According to researchers, allergies are immune reactions that have gone haywire. The body reacts in ways that it shouldn’t, leading to anything from an upset stomach to a deadly experience of anaphylactic shock.
While science has become quite adept at understanding allergy triggers and how to prevent them, why some humans have such reactions has long been a mystery.
However, a new analysis of the proteins involved in allergic reactions showed that the body’s natural immune response is being misdirected against triggers that should be harmless.
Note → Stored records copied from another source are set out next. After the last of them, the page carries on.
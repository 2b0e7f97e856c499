use serde::{Deserialize, Serialize};

use crate::{
    assets::{AssetClassifier, AssetPool, MediaAsset, MediaKind},
    config::FeedConfig,
};

/// Presentation order derived once per session from the asset pool.
///
/// Every asset of the pool appears exactly once, either in `pinned` or in
/// `interleaved`. The viewer and the autoplay controller index into
/// `interleaved`; its length is fixed for the lifetime of the session.
#[derive(Debug, Clone, Default, PartialEq, Eq, Serialize, Deserialize)]
pub struct FeedSequence {
    pub pinned: Vec<MediaAsset>,
    pub interleaved: Vec<MediaAsset>,
}

impl FeedSequence {
    /// Number of items reachable from the viewer.
    pub fn len(&self) -> usize {
        self.interleaved.len()
    }

    pub fn is_empty(&self) -> bool {
        self.interleaved.is_empty()
    }

    pub fn get(&self, index: usize) -> Option<&MediaAsset> {
        self.interleaved.get(index)
    }

    /// All assets in render order: pinned first, then the interleaved feed.
    pub fn tiles(&self) -> impl Iterator<Item = &MediaAsset> {
        self.pinned.iter().chain(self.interleaved.iter())
    }

    pub fn find(&self, id: &str) -> Option<&MediaAsset> {
        self.tiles().find(|asset| asset.id == id)
    }
}

/// Arranges classified assets into a [`FeedSequence`].
///
/// Composition is pure: the same input order always yields the same output.
#[derive(Debug, Clone)]
pub struct FeedComposer {
    pinned_count: usize,
    batch_size: usize,
    preferred_ids: Vec<String>,
    pinned_caption: String,
    feed_caption: String,
}

impl Default for FeedComposer {
    fn default() -> Self {
        Self::from_config(&FeedConfig::default())
    }
}

impl FeedComposer {
    pub fn new(preferred_ids: Vec<String>) -> Self {
        Self {
            preferred_ids,
            ..Self::default()
        }
    }

    pub fn from_config(config: &FeedConfig) -> Self {
        Self {
            pinned_count: config.pinned_count,
            batch_size: config.batch_size.max(1),
            preferred_ids: config.preferred_ids.clone(),
            pinned_caption: config.pinned_caption.clone(),
            feed_caption: config.feed_caption.clone(),
        }
    }

    /// Classifies `pool` and composes the result in one step.
    pub fn compose_pool(&self, classifier: &AssetClassifier, pool: &AssetPool) -> FeedSequence {
        self.compose(&classifier.classify(pool))
    }

    pub fn compose(&self, assets: &[MediaAsset]) -> FeedSequence {
        let pinned_positions = self.select_pinned(assets);

        let mut images = Vec::new();
        let mut videos = Vec::new();
        for (position, asset) in assets.iter().enumerate() {
            if pinned_positions.contains(&position) {
                continue;
            }
            match asset.kind {
                MediaKind::Image => images.push(asset),
                MediaKind::Video => videos.push(asset),
            }
        }

        let mut videos = videos.into_iter();
        let mut interleaved = Vec::with_capacity(assets.len() - pinned_positions.len());
        for batch in images.chunks(self.batch_size) {
            interleaved.extend(batch.iter().copied());
            if let Some(video) = videos.next() {
                interleaved.push(video);
            }
        }
        interleaved.extend(videos);

        let sequence = FeedSequence {
            pinned: pinned_positions
                .iter()
                .map(|&position| assets[position].with_caption(&self.pinned_caption))
                .collect(),
            interleaved: interleaved
                .into_iter()
                .map(|asset| asset.with_caption(&self.feed_caption))
                .collect(),
        };

        tracing::debug!(
            pinned = sequence.pinned.len(),
            interleaved = sequence.interleaved.len(),
            "composed feed"
        );
        sequence
    }

    /// Positions (into `assets`) of the pinned items, in display order.
    ///
    /// Preferred identities win only when every one of them matches a
    /// distinct asset. Otherwise the first stills of the pool are pinned.
    fn select_pinned(&self, assets: &[MediaAsset]) -> Vec<usize> {
        if !self.preferred_ids.is_empty() {
            let mut matched: Vec<usize> = Vec::with_capacity(self.preferred_ids.len());
            for preferred in &self.preferred_ids {
                let needle = preferred.to_lowercase();
                let hit = (0..assets.len()).find(|position| {
                    !matched.contains(position)
                        && assets[*position].id.to_lowercase().contains(&needle)
                });
                match hit {
                    Some(position) => matched.push(position),
                    None => break,
                }
            }
            if matched.len() == self.preferred_ids.len() {
                matched.truncate(self.pinned_count);
                return matched;
            }
        }

        assets
            .iter()
            .enumerate()
            .filter(|(_, asset)| asset.kind == MediaKind::Image)
            .map(|(position, _)| position)
            .take(self.pinned_count)
            .collect()
    }
}
//! Core library for the Keepsake media presentation.
//!
//! The crate owns the parts of the presentation with real state: composing
//! the media feed, driving silent autoplay from tile visibility, the modal
//! viewer, and the background track that steps aside while the viewer is
//! open. Rendering, input and audio elements are reached only through the
//! [`PlaybackHost`], [`VisibilityObserver`] and [`AudioSink`] traits.

pub mod ambient;
pub mod assets;
pub mod autoplay;
pub mod config;
pub mod error;
pub mod feed;
pub mod session;
pub mod tile;
pub mod timeline;
pub mod viewer;

pub use ambient::{AmbientAudio, AudioSink};
pub use assets::{AssetClassifier, AssetPool, MediaAsset, MediaKind};
pub use autoplay::{AutoplayController, PlaybackHost, RequestId, VisibilityObserver};
pub use config::{AmbientConfig, AppConfig, AutoplayConfig, FeedConfig};
pub use error::{KeepsakeError, PlayOutcome, PlaybackRejected, Result};
pub use feed::{FeedComposer, FeedSequence};
pub use session::{InputIntent, Session, TileDescriptor};
pub use tile::{MediaEvent, TileId, TileState, TileStatus};
pub use timeline::{LoadDeadline, SettleTimer};
pub use viewer::{Ducking, ModalViewer, ViewerState};
//! Query parsing: raw text into plus and minus term lists.

use crate::error::{Result, SearchError};
use crate::tokenizer::{is_valid_text, split_into_words};
use rayon::prelude::*;
use std::collections::BTreeSet;

/// Selects the sequential or the data-parallel implementation of an operation.
#[derive(Debug, Clone, Copy, PartialEq, Eq, Default)]
pub enum ExecutionPolicy {
    #[default]
    Sequential,
    Parallel,
}

/// Parsed query. Terms borrow from the raw query text.
#[derive(Debug, Clone, Default, PartialEq, Eq)]
pub struct Query<'q> {
    pub plus_terms: Vec<&'q str>,
    pub minus_terms: Vec<&'q str>,
}

struct QueryWord<'q> {
    term: &'q str,
    is_minus: bool,
}

fn parse_query_word(token: &str) -> Result<QueryWord<'_>> {
    match token.strip_prefix('-') {
        Some("") => Err(SearchError::EmptyMinusTerm),
        Some(rest) if rest.starts_with('-') => {
            Err(SearchError::DoubleMinus { token: token.to_string() })
        }
        Some(rest) => Ok(QueryWord { term: rest, is_minus: true }),
        None => Ok(QueryWord { term: token, is_minus: false }),
    }
}

/// Parse `text` against `stop_words`.
///
/// Stop words are dropped from both lists. With `dedupe` both lists come back
/// sorted and free of repeats; otherwise they keep query order.
pub fn parse_query<'q>(
    text: &'q str,
    stop_words: &BTreeSet<String>,
    dedupe: bool,
    policy: ExecutionPolicy,
) -> Result<Query<'q>> {
    if !is_valid_text(text) {
        return Err(SearchError::InvalidQuery);
    }
    let mut query = Query::default();
    for token in split_into_words(text) {
        let word = parse_query_word(token)?;
        if stop_words.contains(word.term) {
            continue;
        }
        if word.is_minus {
            query.minus_terms.push(word.term);
        } else {
            query.plus_terms.push(word.term);
        }
    }
    if dedupe {
        match policy {
            ExecutionPolicy::Sequential => {
                sort_dedup(&mut query.plus_terms);
                sort_dedup(&mut query.minus_terms);
            }
            ExecutionPolicy::Parallel => {
                rayon::join(
                    || par_sort_dedup(&mut query.plus_terms),
                    || par_sort_dedup(&mut query.minus_terms),
                );
            }
        }
    }
    tracing::trace!(
        plus = query.plus_terms.len(),
        minus = query.minus_terms.len(),
        "parsed query"
    );
    Ok(query)
}

fn sort_dedup(terms: &mut Vec<&str>) {
    terms.sort_unstable();
    terms.dedup();
}

fn par_sort_dedup(terms: &mut Vec<&str>) {
    terms.par_sort_unstable();
    terms.dedup();
}
//! TF-IDF ranking and per-document query matching.

use crate::concurrent_map::ConcurrentMap;
use crate::error::Result;
use crate::index::{PostingList, SearchIndex};
use crate::query::{parse_query, ExecutionPolicy, Query};
use crate::term_pool::Term;
use crate::{DocId, Document, DocumentStatus};
use rayon::prelude::*;
use std::cmp::Reverse;
use std::collections::BTreeMap;

/// Predicate accepting only documents with the given status.
pub fn status_filter(
    status: DocumentStatus,
) -> impl Fn(DocId, DocumentStatus, i32) -> bool + Sync + Copy {
    move |_, document_status, _| document_status == status
}

/// Order by relevance descending; documents within `epsilon` of the most
/// relevant member of their run form a tie group ordered by rating
/// descending, then id.
///
/// Groups are bounded by their first element, so two documents whose
/// relevances differ by `epsilon` or more never swap places.
fn sort_by_relevance(documents: &mut [Document], epsilon: f64) {
    documents.sort_by(|a, b| b.relevance.total_cmp(&a.relevance));
    let mut start = 0;
    while start < documents.len() {
        let mut end = start + 1;
        while end < documents.len()
            && documents[start].relevance - documents[end].relevance < epsilon
        {
            end += 1;
        }
        documents[start..end].sort_by_key(|doc| (Reverse(doc.rating), doc.id));
        start = end;
    }
}

impl SearchIndex {
    /// Top documents with status `Actual`.
    pub fn find_top_documents(&self, raw_query: &str) -> Result<Vec<Document>> {
        self.find_top_documents_by_status(raw_query, DocumentStatus::Actual)
    }

    pub fn find_top_documents_by_status(
        &self,
        raw_query: &str,
        status: DocumentStatus,
    ) -> Result<Vec<Document>> {
        self.find_top_documents_by(raw_query, status_filter(status))
    }

    pub fn find_top_documents_by<P>(&self, raw_query: &str, predicate: P) -> Result<Vec<Document>>
    where
        P: Fn(DocId, DocumentStatus, i32) -> bool + Sync,
    {
        self.find_top_documents_with(ExecutionPolicy::Sequential, raw_query, predicate)
    }

    /// [`Self::find_top_documents`] under an explicit execution policy.
    pub fn find_top_documents_with_policy(
        &self,
        policy: ExecutionPolicy,
        raw_query: &str,
    ) -> Result<Vec<Document>> {
        self.find_top_documents_with_status(policy, raw_query, DocumentStatus::Actual)
    }

    pub fn find_top_documents_with_status(
        &self,
        policy: ExecutionPolicy,
        raw_query: &str,
        status: DocumentStatus,
    ) -> Result<Vec<Document>> {
        self.find_top_documents_with(policy, raw_query, status_filter(status))
    }

    /// Rank every document matching `raw_query` and accepted by `predicate`,
    /// returning at most `max_results` of them.
    ///
    /// Both policies produce the same list for the same index and query.
    pub fn find_top_documents_with<P>(
        &self,
        policy: ExecutionPolicy,
        raw_query: &str,
        predicate: P,
    ) -> Result<Vec<Document>>
    where
        P: Fn(DocId, DocumentStatus, i32) -> bool + Sync,
    {
        let query = parse_query(raw_query, self.stop_words(), true, policy)?;
        let relevance = match policy {
            ExecutionPolicy::Sequential => self.accumulate_relevance(&query, &predicate)?,
            ExecutionPolicy::Parallel => self.par_accumulate_relevance(&query, &predicate)?,
        };

        let mut matched = relevance
            .into_iter()
            .map(|(id, relevance)| {
                self.meta(id).map(|meta| Document { id, relevance, rating: meta.rating })
            })
            .collect::<Result<Vec<_>>>()?;
        let total_hits = matched.len();
        sort_by_relevance(&mut matched, self.config().relevance_epsilon);
        matched.truncate(self.config().max_results);
        tracing::debug!(query = raw_query, total_hits, returned = matched.len(), ?policy, "ranked");
        Ok(matched)
    }

    fn inverse_document_freq(&self, postings: &PostingList) -> f64 {
        (self.document_count() as f64 / postings.len() as f64).ln()
    }

    fn accumulate_relevance<P>(
        &self,
        query: &Query<'_>,
        predicate: &P,
    ) -> Result<BTreeMap<DocId, f64>>
    where
        P: Fn(DocId, DocumentStatus, i32) -> bool,
    {
        let mut relevance = BTreeMap::new();
        for term in &query.plus_terms {
            let Some(postings) = self.postings(term) else {
                continue;
            };
            let idf = self.inverse_document_freq(postings);
            for (&id, &tf) in postings {
                let meta = self.meta(id)?;
                if predicate(id, meta.status, meta.rating) {
                    *relevance.entry(id).or_insert(0.0) += tf * idf;
                }
            }
        }
        for term in &query.minus_terms {
            if let Some(postings) = self.postings(term) {
                for id in postings.keys() {
                    relevance.remove(id);
                }
            }
        }
        Ok(relevance)
    }

    /// Same result as [`Self::accumulate_relevance`]. Plus terms are scored
    /// concurrently into a sharded accumulator; exclusion starts only after
    /// every plus term is done.
    fn par_accumulate_relevance<P>(
        &self,
        query: &Query<'_>,
        predicate: &P,
    ) -> Result<BTreeMap<DocId, f64>>
    where
        P: Fn(DocId, DocumentStatus, i32) -> bool + Sync,
    {
        let relevance: ConcurrentMap<DocId, f64> =
            ConcurrentMap::new(self.config().accumulator_buckets);
        query.plus_terms.par_iter().try_for_each(|term| -> Result<()> {
            let Some(postings) = self.postings(term) else {
                return Ok(());
            };
            let idf = self.inverse_document_freq(postings);
            for (&id, &tf) in postings {
                let meta = self.meta(id)?;
                if predicate(id, meta.status, meta.rating) {
                    *relevance.access(id) += tf * idf;
                }
            }
            Ok(())
        })?;
        query.minus_terms.par_iter().for_each(|term| {
            if let Some(postings) = self.postings(term) {
                for &id in postings.keys() {
                    relevance.erase(id);
                }
            }
        });
        Ok(relevance.drain_to_ordered_map())
    }

    pub fn match_document(
        &self,
        raw_query: &str,
        id: DocId,
    ) -> Result<(Vec<Term>, DocumentStatus)> {
        self.match_document_with(ExecutionPolicy::Sequential, raw_query, id)
    }

    /// Plus terms of `raw_query` present in document `id`, or nothing if the
    /// document contains any minus term.
    ///
    /// The order of the returned terms is not part of the contract.
    pub fn match_document_with(
        &self,
        policy: ExecutionPolicy,
        raw_query: &str,
        id: DocId,
    ) -> Result<(Vec<Term>, DocumentStatus)> {
        let status = self.document_status(id)?;
        let frequencies = self.word_frequencies(id)?;
        let lookup = |term: &&str| frequencies.get_key_value(*term).map(|(t, _)| Term::clone(t));

        match policy {
            ExecutionPolicy::Sequential => {
                let query = parse_query(raw_query, self.stop_words(), true, policy)?;
                if query.minus_terms.iter().any(|t| frequencies.contains_key(*t)) {
                    return Ok((Vec::new(), status));
                }
                Ok((query.plus_terms.iter().filter_map(lookup).collect(), status))
            }
            ExecutionPolicy::Parallel => {
                let query = parse_query(raw_query, self.stop_words(), false, policy)?;
                if query.minus_terms.par_iter().any(|t| frequencies.contains_key(*t)) {
                    return Ok((Vec::new(), status));
                }
                let mut matched: Vec<Term> =
                    query.plus_terms.par_iter().filter_map(lookup).collect();
                matched.par_sort_unstable();
                matched.dedup();
                Ok((matched, status))
            }
        }
    }
}
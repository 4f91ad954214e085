use crate::error::{Result, SearchError};
use serde::{Deserialize, Serialize};

/// Maximum number of documents a top-K query returns.
pub const MAX_RESULT_DOCUMENT_COUNT: usize = 5;
/// Relevance values closer than this are ranked by rating instead.
pub const RELEVANCE_EPSILON: f64 = 1e-6;
/// Bucket count of the per-query relevance accumulator.
pub const ACCUMULATOR_BUCKETS: usize = 10;
/// Number of partitions of the term -> postings mapping.
pub const TERM_SHARDS: usize = 16;

#[derive(Debug, Clone, PartialEq, Serialize, Deserialize)]
#[serde(default)]
pub struct SearchConfig {
    pub max_results: usize,
    pub relevance_epsilon: f64,
    pub accumulator_buckets: usize,
    pub term_shards: usize,
}

impl Default for SearchConfig {
    fn default() -> Self {
        Self {
            max_results: MAX_RESULT_DOCUMENT_COUNT,
            relevance_epsilon: RELEVANCE_EPSILON,
            accumulator_buckets: ACCUMULATOR_BUCKETS,
            term_shards: TERM_SHARDS,
        }
    }
}

impl SearchConfig {
    pub fn validate(&self) -> Result<()> {
        if self.accumulator_buckets == 0 {
            return Err(SearchError::InvalidConfig("accumulator_buckets must be > 0".into()));
        }
        if self.term_shards == 0 {
            return Err(SearchError::InvalidConfig("term_shards must be > 0".into()));
        }
        if self.relevance_epsilon.is_nan() || self.relevance_epsilon < 0.0 {
            return Err(SearchError::InvalidConfig(
                "relevance_epsilon must be a non-negative number".into(),
            ));
        }
        Ok(())
    }
}
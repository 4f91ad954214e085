use crate::DocId;
use thiserror::Error;

/// Broad category of a [`SearchError`].
#[derive(Debug, Clone, Copy, PartialEq, Eq)]
pub enum ErrorKind {
    /// Caller supplied a bad id, text, query or configuration.
    InvalidArgument,
    /// The referenced document is not live.
    NotFound,
    /// The index structures disagree with each other. Always a bug.
    InternalInvariant,
}

#[derive(Debug, Clone, PartialEq, Error)]
pub enum SearchError {
    #[error("invalid document id {id}: ids must be non-negative")]
    InvalidId { id: DocId },

    #[error("document id {id} is already in use")]
    DuplicateId { id: DocId },

    #[error("document text contains a control character")]
    InvalidText,

    #[error("stop word {word:?} contains a control character")]
    InvalidStopWord { word: String },

    #[error("query contains a control character")]
    InvalidQuery,

    #[error("query contains a lone '-' with no term after it")]
    EmptyMinusTerm,

    #[error("query token {token:?} starts with more than one '-'")]
    DoubleMinus { token: String },

    #[error("invalid config: {0}")]
    InvalidConfig(String),

    #[error("document {id} not found")]
    UnknownId { id: DocId },

    #[error("index inconsistency: {0}")]
    Inconsistent(String),
}

impl SearchError {
    pub fn kind(&self) -> ErrorKind {
        match self {
            SearchError::InvalidId { .. }
            | SearchError::DuplicateId { .. }
            | SearchError::InvalidText
            | SearchError::InvalidStopWord { .. }
            | SearchError::InvalidQuery
            | SearchError::EmptyMinusTerm
            | SearchError::DoubleMinus { .. }
            | SearchError::InvalidConfig(_) => ErrorKind::InvalidArgument,
            SearchError::UnknownId { .. } => ErrorKind::NotFound,
            SearchError::Inconsistent(_) => ErrorKind::InternalInvariant,
        }
    }
}

pub type Result<T> = std::result::Result<T, SearchError>;

#[cfg(test)]
mod tests {
    use super::*;

    #[test]
    fn query_errors_are_invalid_argument() {
        assert_eq!(SearchError::EmptyMinusTerm.kind(), ErrorKind::InvalidArgument);
        assert_eq!(
            SearchError::DoubleMinus { token: "--cat".into() }.kind(),
            ErrorKind::InvalidArgument
        );
        assert_eq!(SearchError::UnknownId { id: 3 }.kind(), ErrorKind::NotFound);
    }

    #[test]
    fn messages_name_the_offender() {
        let err = SearchError::DuplicateId { id: 42 };
        assert_eq!(err.to_string(), "document id 42 is already in use");
    }
}
//! In-process full-text search index with TF-IDF ranking.
//!
//! Documents are added with an id, text, status and ratings. Queries are plain
//! words (`cat collar`) optionally prefixed with `-` to exclude documents that
//! contain the word (`cat -dog`). Ranking and removal come in sequential and
//! parallel flavours selected by [`ExecutionPolicy`].

pub mod concurrent_map;
pub mod config;
pub mod duplicates;
pub mod error;
pub mod index;
pub mod process_queries;
pub mod query;
pub mod ranking;
pub mod request_queue;
pub mod term_pool;
pub mod timing;
pub mod tokenizer;

use serde::{Deserialize, Serialize};
use std::fmt;

pub use concurrent_map::ConcurrentMap;
pub use config::SearchConfig;
pub use duplicates::remove_duplicates;
pub use error::{ErrorKind, Result, SearchError};
pub use index::{DocMeta, Frequencies, SearchIndex};
pub use process_queries::{process_queries, process_queries_joined};
pub use query::{ExecutionPolicy, Query};
pub use ranking::status_filter;
pub use request_queue::RequestQueue;
pub use term_pool::{Term, TermPool};
pub use timing::LogDuration;

pub type DocId = i32;

#[derive(Debug, Clone, Copy, PartialEq, Eq, Hash, Default, Serialize, Deserialize)]
#[serde(rename_all = "SCREAMING_SNAKE_CASE")]
pub enum DocumentStatus {
    #[default]
    Actual,
    Irrelevant,
    Banned,
    Removed,
}

/// One ranked hit.
#[derive(Debug, Clone, Copy, PartialEq, Serialize, Deserialize)]
pub struct Document {
    pub id: DocId,
    pub relevance: f64,
    pub rating: i32,
}

impl fmt::Display for Document {
    fn fmt(&self, f: &mut fmt::Formatter<'_>) -> fmt::Result {
        write!(
            f,
            "{{ document_id = {}, relevance = {}, rating = {} }}",
            self.id, self.relevance, self.rating
        )
    }
}
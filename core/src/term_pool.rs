//! Append-only string interner for index terms.
//!
//! Every term stored in the index is a [`Term`] handed out by the pool. Handles are
//! reference counted, so they stay valid no matter what happens to the documents
//! that introduced them.

use std::collections::HashSet;
use std::sync::Arc;

/// Interned term. Cloning is a reference count bump.
pub type Term = Arc<str>;

#[derive(Debug, Default)]
pub struct TermPool {
    terms: HashSet<Term>,
}

impl TermPool {
    pub fn new() -> Self {
        Self::default()
    }

    /// Return the pooled handle for `word`, inserting it on first sight.
    pub fn intern(&mut self, word: &str) -> Term {
        if let Some(term) = self.terms.get(word) {
            return Arc::clone(term);
        }
        let term: Term = Arc::from(word);
        self.terms.insert(Arc::clone(&term));
        term
    }

    pub fn contains(&self, word: &str) -> bool {
        self.terms.contains(word)
    }

    pub fn len(&self) -> usize {
        self.terms.len()
    }

    pub fn is_empty(&self) -> bool {
        self.terms.is_empty()
    }
}

#[cfg(test)]
mod tests {
    use super::*;

    #[test]
    fn intern_returns_the_same_allocation() {
        let mut pool = TermPool::new();
        let a = pool.intern("cat");
        let b = pool.intern("cat");
        assert!(Arc::ptr_eq(&a, &b));
        assert_eq!(pool.len(), 1);
    }

    #[test]
    fn distinct_words_get_distinct_entries() {
        let mut pool = TermPool::new();
        pool.intern("cat");
        pool.intern("dog");
        assert_eq!(pool.len(), 2);
        assert!(pool.contains("dog"));
        assert!(!pool.contains("bird"));
    }
}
The new theory is that humans have cohabited with parasitic worms throughout our history. In recent years, these parasites have largely disappeared because of improvements in hygiene, which has led to an increase in allergy rates. This is because the immune systems of humans have not properly adapted to an environment where they have virtually no parasite to combat.
Instead of fighting parasites, the body is now fighting against allergens, which should be harmless.
Hygiene expert Nick Furnham said, “It's a very aggressive response, with the idea to quickly get rid of the parasite. This is the same branch of the immune system which is elicited when you have an allergic response."
According to Furnham, an antibody of the immune system known as IgE is leading the charge against allergens. It is this antibody that scientists believe causes allergic reactions.
However, since people don’t typically develop long term allergies to traditional parasites, scientists believe the body should have a mechanism for stopping permanent allergies. For whatever reason, this mechanism is not being properly activated.
Furnham elaborated, “It's poorly understood just how that mechanism works, but the immune system gets kind of played down when you have a prolonged parasitic infection, so you don't get a long-term, crazy overreaction.”